*** MATERIAL SHOWN ***
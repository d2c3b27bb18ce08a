//! XML decoding for the assortment documents.
//!
//! Documents are read event by event with quick-xml's [`Reader`], so a body
//! can be decoded while it is still arriving from the network. Text is never
//! trimmed: a field holds exactly the characters between its tags, after
//! entity unescaping. Unknown elements are skipped, absent elements stay
//! empty, and when a record repeats an element the last occurrence wins.
//!
//! An empty body is rejected: it is not a document, even when the service
//! answered 304.

use std::io::BufRead;

use quick_xml::events::{BytesStart, Event};
use quick_xml::Reader;
use tokio::io::AsyncBufRead;

use crate::error::{CatalogError, DecodeFailure};
use crate::types::{Article, Articles, Store, Stores};

/// Decodes an article catalog document.
///
/// # Errors
///
/// Returns [`CatalogError::Decode`] if `xml` is empty, malformed or truncated.
pub fn parse_articles(xml: &[u8]) -> Result<Articles, CatalogError> {
    decode_document(xml)
}

/// Decodes a store directory document.
///
/// # Errors
///
/// Returns [`CatalogError::Decode`] if `xml` is empty, malformed or truncated.
pub fn parse_stores(xml: &[u8]) -> Result<Stores, CatalogError> {
    decode_document(xml)
}

// ---------------------------------------------------------------------------
// Document shapes
// ---------------------------------------------------------------------------

/// A document the event decoder can fill in: a root element holding a few
/// header fields and a repeated record element.
pub(crate) trait Document: Default {
    type Record: Default;

    /// Label used in errors and log events.
    const CONTEXT: &'static str;

    /// Tag of the record element directly below the root.
    const RECORD_TAG: &'static [u8];

    /// Slot for a leaf element directly below a record.
    fn record_field<'a>(record: &'a mut Self::Record, tag: &[u8]) -> Option<&'a mut String>;

    /// Slot for an element outside the records. `path` starts below the root.
    fn header_field(&mut self, path: &[Vec<u8>]) -> Option<&mut String>;

    /// Slot for an attribute of the root element.
    fn root_attribute(&mut self, _key: &[u8]) -> Option<&mut String> {
        None
    }

    fn push_record(&mut self, record: Self::Record);

    fn record_count(&self) -> usize;
}

impl Document for Articles {
    type Record = Article;

    const CONTEXT: &'static str = "article catalog";
    const RECORD_TAG: &'static [u8] = b"artikel";

    fn record_field<'a>(article: &'a mut Article, tag: &[u8]) -> Option<&'a mut String> {
        let slot = match tag {
            b"nr" => &mut article.number,
            b"Artikelid" => &mut article.article_id,
            b"Varnummer" => &mut article.product_number,
            b"Namn" => &mut article.name,
            b"Namn2" => &mut article.sub_name,
            b"Prisinklmoms" => &mut article.price,
            b"Volymiml" => &mut article.volume_ml,
            b"PrisPerLiter" => &mut article.price_per_litre,
            b"Saljstart" => &mut article.sold_since,
            b"Slutlev" => &mut article.discontinued_since,
            b"Varugrupp" => &mut article.product_group,
            b"Forpackning" => &mut article.container_type,
            b"Forslutning" => &mut article.sealing_type,
            b"Ursprung" => &mut article.origin,
            b"Ursprunglandnamn" => &mut article.origin_country,
            b"Producent" => &mut article.producer,
            b"Leverantor" => &mut article.distributor,
            b"Argang" => &mut article.vintage,
            b"Provadargang" => &mut article.tested_vintage,
            b"Alkoholhalt" => &mut article.alcohol_percentage,
            b"Sortiment" => &mut article.assortment,
            b"Ekologisk" => &mut article.organic,
            b"Koscher" => &mut article.kosher,
            b"RavarorBeskrivning" => &mut article.raw_materials,
            _ => return None,
        };
        Some(slot)
    }

    fn header_field(&mut self, path: &[Vec<u8>]) -> Option<&mut String> {
        match path {
            [tag] if tag == b"skapad-tid" => Some(&mut self.created_at),
            [block, tag] if block == b"info" && tag == b"meddelande" => {
                Some(&mut self.info.message)
            }
            _ => None,
        }
    }

    // The live feed sends skapad-tid as a child element; the attribute form
    // is accepted as well.
    fn root_attribute(&mut self, key: &[u8]) -> Option<&mut String> {
        (key == b"skapad-tid").then_some(&mut self.created_at)
    }

    fn push_record(&mut self, record: Article) {
        self.articles.push(record);
    }

    fn record_count(&self) -> usize {
        self.articles.len()
    }
}

impl Document for Stores {
    type Record = Store;

    const CONTEXT: &'static str = "store directory";
    const RECORD_TAG: &'static [u8] = b"ButikOmbud";

    fn record_field<'a>(store: &'a mut Store, tag: &[u8]) -> Option<&'a mut String> {
        let slot = match tag {
            b"Nr" => &mut store.number,
            b"Typ" => &mut store.kind,
            b"Address1" => &mut store.address1,
            b"Address2" => &mut store.address2,
            b"Address3" => &mut store.address3,
            b"Address4" => &mut store.address4,
            b"Address5" => &mut store.address5,
            b"Telefon" => &mut store.phone_number,
            b"ButiksTyp" => &mut store.store_type,
            b"Tjanster" => &mut store.services,
            b"SokOrd" => &mut store.search_words,
            b"Oppettider" => &mut store.opening_hours,
            b"RT90x" => &mut store.rt90_x,
            b"RT90y" => &mut store.rt90_y,
            _ => return None,
        };
        Some(slot)
    }

    fn header_field(&mut self, path: &[Vec<u8>]) -> Option<&mut String> {
        match path {
            [block, tag] if block == b"Info" && tag == b"Meddelande" => {
                Some(&mut self.info.message)
            }
            _ => None,
        }
    }

    fn push_record(&mut self, record: Store) {
        self.stores.push(record);
    }

    fn record_count(&self) -> usize {
        self.stores.len()
    }
}

// ---------------------------------------------------------------------------
// Event decoder
// ---------------------------------------------------------------------------

enum Progress {
    More,
    /// The root element has closed. Anything after it is ignored.
    Done,
}

struct DocumentBuilder<D: Document> {
    document: D,
    /// Names of the open elements, root first.
    path: Vec<Vec<u8>>,
    record: Option<D::Record>,
    /// Character data seen since the last start tag.
    text: String,
}

impl<D: Document> DocumentBuilder<D> {
    fn new() -> Self {
        Self {
            document: D::default(),
            path: Vec::new(),
            record: None,
            text: String::new(),
        }
    }

    fn feed(&mut self, event: Event<'_>) -> Result<Progress, DecodeFailure> {
        match event {
            Event::Start(e) => self.open(&e)?,
            Event::End(_) => return Ok(self.close()),
            Event::Text(e) => self.text.push_str(&e.unescape()?),
            Event::CData(e) => self.text.push_str(&String::from_utf8_lossy(e.as_ref())),
            Event::Eof => {
                return Err(match self.path.last() {
                    Some(open) => {
                        DecodeFailure::Truncated(String::from_utf8_lossy(open).into_owned())
                    }
                    None => DecodeFailure::NoRoot,
                });
            }
            _ => {}
        }
        Ok(Progress::More)
    }

    fn open(&mut self, start: &BytesStart<'_>) -> Result<(), DecodeFailure> {
        let name = start.name().as_ref().to_vec();
        if self.path.is_empty() {
            for attr in start.attributes() {
                let attr = attr.map_err(quick_xml::Error::from)?;
                if let Some(slot) = self.document.root_attribute(attr.key.as_ref()) {
                    *slot = attr.unescape_value()?.into_owned();
                }
            }
        } else if self.path.len() == 1 && name == D::RECORD_TAG {
            self.record = Some(D::Record::default());
        }
        self.path.push(name);
        self.text.clear();
        Ok(())
    }

    fn close(&mut self) -> Progress {
        match self.path.as_slice() {
            [_root] => return Progress::Done,
            [_, tag] if tag == D::RECORD_TAG => {
                if let Some(record) = self.record.take() {
                    self.document.push_record(record);
                }
            }
            [_, parent, tag] if parent == D::RECORD_TAG => {
                if let Some(slot) = self
                    .record
                    .as_mut()
                    .and_then(|record| D::record_field(record, tag))
                {
                    *slot = std::mem::take(&mut self.text);
                }
            }
            [_, below_root @ ..] if self.record.is_none() => {
                if let Some(slot) = self.document.header_field(below_root) {
                    *slot = std::mem::take(&mut self.text);
                }
            }
            _ => {}
        }
        self.path.pop();
        self.text.clear();
        Progress::More
    }

    fn finish(self) -> D {
        tracing::debug!(
            document = D::CONTEXT,
            records = self.document.record_count(),
            "decoded assortment document"
        );
        self.document
    }
}

fn xml_reader<R>(input: R) -> Reader<R> {
    let mut reader = Reader::from_reader(input);
    let config = reader.config_mut();
    config.trim_text(false);
    config.expand_empty_elements = true;
    reader
}

fn decode_error<D: Document>(source: DecodeFailure) -> CatalogError {
    CatalogError::Decode {
        context: D::CONTEXT.to_owned(),
        source,
    }
}

/// I/O failures come from the body source, not from the XML itself.
fn reader_error<D: Document>(err: quick_xml::Error) -> CatalogError {
    match err {
        quick_xml::Error::Io(source) => CatalogError::BodyRead {
            context: D::CONTEXT.to_owned(),
            source,
        },
        other => decode_error::<D>(DecodeFailure::Xml(other)),
    }
}

fn decode_document<D: Document>(input: impl BufRead) -> Result<D, CatalogError> {
    let mut reader = xml_reader(input);
    let mut builder = DocumentBuilder::<D>::new();
    let mut buf = Vec::new();

    loop {
        let event = reader.read_event_into(&mut buf).map_err(reader_error::<D>)?;
        if let Progress::Done = builder.feed(event).map_err(decode_error::<D>)? {
            break;
        }
        buf.clear();
    }

    Ok(builder.finish())
}

/// Decodes a document from an async byte source, one event at a time.
pub(crate) async fn decode_stream<D, R>(input: R) -> Result<D, CatalogError>
where
    D: Document,
    R: AsyncBufRead + Unpin,
{
    let mut reader = xml_reader(input);
    let mut builder = DocumentBuilder::<D>::new();
    let mut buf = Vec::new();

    loop {
        let event = reader
            .read_event_into_async(&mut buf)
            .await
            .map_err(reader_error::<D>)?;
        if let Progress::Done = builder.feed(event).map_err(decode_error::<D>)? {
            break;
        }
        buf.clear();
    }

    Ok(builder.finish())
}

#[cfg(test)]
#[path = "parse_test.rs"]
mod tests;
***
Copy out all lines of the listing above that include "Decodes".

/// Decodes an article catalog document.
/// Decodes a store directory document.
/// Decodes a document from an async byte source, one event at a time.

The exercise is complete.